In about 1999 I was asked to analyze the data of pregnant women with respect to smoking for a major health insurance company. They were running a campaign to get pregnant women to stop smoking and they expected to find interesting data to support their case.

I used to teach college courses covering the topic. The text books said that smoking causes underweight premature babies. Because of this babies of smoking mothers are more likely to have birth defects. With alcohol, two drinks a day was considered safe, but with tobacco, there was no safe threshold. I thought this was rather strange. You smoke one cigarette while pregnant and you are more likely to have birth defects? Even for a hard core health fanatic that is difficult to believe.

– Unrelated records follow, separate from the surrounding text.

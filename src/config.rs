//! Ambient configuration: storage backend selection, provider selection, and
//! the scheduler work/conf/log directories (spec §6).
//!
//! Loaded the way the teacher's `Config` is loaded: an optional TOML file,
//! falling back to defaults, with environment variables layered on top for
//! the fields spec.md says are environment-driven.

use serde::{Deserialize, Serialize};
use std::path::{Path, PathBuf};

use crate::error::{BrokerError, Result};

/// Which repository backend to construct for each entity.
#[derive(Debug, Clone, Copy, PartialEq, Eq, Serialize, Deserialize)]
#[serde(rename_all = "lowercase")]
pub enum StorageType {
    Memory,
    File,
    DynamoDb,
}

impl Default for StorageType {
    fn default() -> Self {
        StorageType::Memory
    }
}

impl std::str::FromStr for StorageType {
    type Err = BrokerError;

    fn from_str(s: &str) -> Result<Self> {
        match s.to_lowercase().as_str() {
            "memory" | "in-memory" | "in_memory" => Ok(StorageType::Memory),
            "file" | "json" => Ok(StorageType::File),
            "dynamodb" | "kv" | "ddb" => Ok(StorageType::DynamoDb),
            other => Err(BrokerError::Validation(
                crate::error::ValidationError::InvalidValue {
                    field: "STORAGE_TYPE".to_string(),
                    reason: format!("unknown storage type: {other}"),
                },
            )),
        }
    }
}

/// Top-level broker configuration.
#[derive(Debug, Clone, Serialize, Deserialize)]
pub struct AppConfig {
    pub provider_type: String,
    pub storage_type: StorageType,
    pub storage_table_prefix: String,
    pub directories: SchedulerDirectories,
    pub template: TemplateManagerSettings,
    pub resilience: ResilienceSettings,
}

/// The scheduler work/conf/log directories (spec §6).
///
/// Host Factory invokes provider plugins with `HF_PROVIDER_WORKDIR`,
/// `HF_PROVIDER_CONFDIR`, and `HF_PROVIDER_LOGDIR` set; a standalone broker
/// deployment instead sets the `DEFAULT_*` family. Per the Open Question in
/// spec.md §9, `HF_*` wins when both are present (see DESIGN.md).
#[derive(Debug, Clone, Serialize, Deserialize)]
pub struct SchedulerDirectories {
    pub workdir: PathBuf,
    pub confdir: PathBuf,
    pub logdir: PathBuf,
}

#[derive(Debug, Clone, Serialize, Deserialize)]
pub struct TemplateManagerSettings {
    pub scan_dir: PathBuf,
    pub extra_paths: Vec<PathBuf>,
    pub default_ttl_secs: u64,
}

#[derive(Debug, Clone, Serialize, Deserialize)]
pub struct ResilienceSettings {
    pub retry_base_ms: u64,
    pub retry_growth: f64,
    pub retry_cap_ms: u64,
    pub retry_jitter_factor: f64,
    pub retry_max_attempts: u32,
    pub circuit_failure_threshold: u32,
    pub circuit_reset_timeout_secs: u64,
    pub circuit_half_open_timeout_secs: u64,
    pub default_timeout_secs: u64,
}

impl Default for ResilienceSettings {
    fn default() -> Self {
        Self {
            retry_base_ms: 1_000,
            retry_growth: 2.0,
            retry_cap_ms: 60_000,
            retry_jitter_factor: 0.1,
            retry_max_attempts: 3,
            circuit_failure_threshold: 5,
            circuit_reset_timeout_secs: 60,
            circuit_half_open_timeout_secs: 30,
            default_timeout_secs: 30,
        }
    }
}

impl Default for AppConfig {
    fn default() -> Self {
        Self {
            provider_type: "aws".to_string(),
            storage_type: StorageType::Memory,
            storage_table_prefix: "hf-broker".to_string(),
            directories: SchedulerDirectories {
                workdir: PathBuf::from("./work"),
                confdir: PathBuf::from("./conf"),
                logdir: PathBuf::from("./log"),
            },
            template: TemplateManagerSettings {
                scan_dir: PathBuf::from("./conf/templates"),
                extra_paths: Vec::new(),
                default_ttl_secs: 60,
            },
            resilience: ResilienceSettings::default(),
        }
    }
}

impl AppConfig {
    /// Load from an optional TOML file, then apply environment overrides.
    pub fn load(path: Option<&Path>) -> Result<Self> {
        let mut config = if let Some(p) = path {
            if p.exists() {
                let content = std::fs::read_to_string(p)?;
                toml::from_str(&content).map_err(|e| {
                    BrokerError::Validation(crate::error::ValidationError::Message(format!(
                        "failed to parse config {}: {e}",
                        p.display()
                    )))
                })?
            } else {
                AppConfig::default()
            }
        } else {
            AppConfig::default()
        };

        config.apply_env_overrides();
        Ok(config)
    }

    fn apply_env_overrides(&mut self) {
        if let Ok(v) = std::env::var("PROVIDER_TYPE") {
            self.provider_type = v;
        }
        if let Ok(v) = std::env::var("STORAGE_TYPE") {
            if let Ok(st) = v.parse() {
                self.storage_type = st;
            }
        }
        if let Ok(v) = std::env::var("STORAGE_TABLE_PREFIX") {
            self.storage_table_prefix = v;
        }

        self.directories.workdir =
            Self::resolve_dir("WORKDIR", self.directories.workdir.clone());
        self.directories.confdir =
            Self::resolve_dir("CONFDIR", self.directories.confdir.clone());
        self.directories.logdir = Self::resolve_dir("LOGDIR", self.directories.logdir.clone());
    }

    /// Resolve a directory from `HF_PROVIDER_<suffix>` or `DEFAULT_PROVIDER_<suffix>`,
    /// with `HF_*` taking precedence (see DESIGN.md for the rationale).
    fn resolve_dir(suffix: &str, fallback: PathBuf) -> PathBuf {
        let hf_key = format!("HF_PROVIDER_{suffix}");
        let default_key = format!("DEFAULT_PROVIDER_{suffix}");

        std::env::var(&hf_key)
            .or_else(|_| std::env::var(&default_key))
            .map(PathBuf::from)
            .unwrap_or(fallback)
    }
}

#[cfg(test)]
mod tests {
    use super::*;
    use std::sync::Mutex;

    // Environment variable tests must not run concurrently with each other.
    static ENV_LOCK: Mutex<()> = Mutex::new(());

    #[test]
    fn default_config_uses_memory_storage() {
        let config = AppConfig::default();
        assert_eq!(config.storage_type, StorageType::Memory);
        assert_eq!(config.resilience.retry_max_attempts, 3);
    }

    #[test]
    fn storage_type_parses_known_aliases() {
        assert_eq!("memory".parse::<StorageType>().unwrap(), StorageType::Memory);
        assert_eq!("json".parse::<StorageType>().unwrap(), StorageType::File);
        assert_eq!(
            "dynamodb".parse::<StorageType>().unwrap(),
            StorageType::DynamoDb
        );
        assert!("bogus".parse::<StorageType>().is_err());
    }

    #[test]
    fn hf_prefix_wins_over_default_prefix() {
        let _guard = ENV_LOCK.lock().unwrap();
        std::env::set_var("HF_PROVIDER_WORKDIR", "/hf/work");
        std::env::set_var("DEFAULT_PROVIDER_WORKDIR", "/default/work");

        let mut config = AppConfig::default();
        config.apply_env_overrides();

        assert_eq!(config.directories.workdir, PathBuf::from("/hf/work"));

        std::env::remove_var("HF_PROVIDER_WORKDIR");
        std::env::remove_var("DEFAULT_PROVIDER_WORKDIR");
    }

    #[test]
    fn load_missing_path_falls_back_to_default() {
        let config = AppConfig::load(Some(Path::new("/nonexistent/path.toml"))).unwrap();
        assert_eq!(config.provider_type, "aws");
    }
}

Here is what was found in the data. Babies of smoking mothers average weight was 3232 grams (7.1 lbs.). Babies of non-smoking mothers averaged 3398 grams (7.5 lbs.). That is about a half pound difference and it is statistically significant. Seven pounds is a good healthy birth weight that does not set off any alarms. Babies are considered underweight if they are less than 2270 grams (5 lbs.). 4.5% of smoking mothers babies were underweight and 3.3% of non-smoking mothers babies were underweight. This difference is not significant. There is no indication here of a health risk from smoking based on weight.

The other risk factor is length of term. Normal gestation is 253 days. 4% of smoking mothers did not go to term and 7.8% of non-smoking mothers did not go to term. Smoking mothers did better than non-smoking mothers but the difference was not significant. There was obviously no risk from reduced term for smoking mothers.

Because the non-smoking mothers had heavier babies one would expect more C-Sections from the non-smoking mothers. There were about 20% more. This is significant at the .05 level but not the .01 level so you could argue the significance either way depending on your bias. The data here is limited because only 5% of pregnant women smoked but the trend for smoking mothers was toward less babies retained in the hospital, less C-Sections, insignificantly fewer pre-term deliveries and an insignificant increase in clinically underweight babies.

This data can be explained by assuming that when pregnant women are stressed, they self medicate to relieve the stress. Non-smoking women tend to eat more causing the baby to be larger and more difficult to deliver. This can also cause other problems. Smoking women tend to light up when under stress. This is less harmful to the baby than over-eating. For this reason smoking mothers tended to have better outcomes for baby and mother. They also cost less for the insurance company.

You might be interested in knowing that this information was not used. I was told that the medical insurance business is highly regulated by the government. The company was not allowed to tell the truth about these results even though it was better for the insurance company and for the patients.

I do not think these results suggest that women should start smoking when they get pregnant. I do think it indicates that it is very poor practice to try to get smoking mothers to stop smoking when they get pregnant.
About me

I have a Ph.D. in experimental psychology and have worked in both research and teaching. I am a health nut and do not endorse smoking or care to be around people smoking. I was shocked by these results. My bias if any is certainly against these results. However I think it is horrible to withhold information form people and intentionally give them bad advice to advance a political agenda.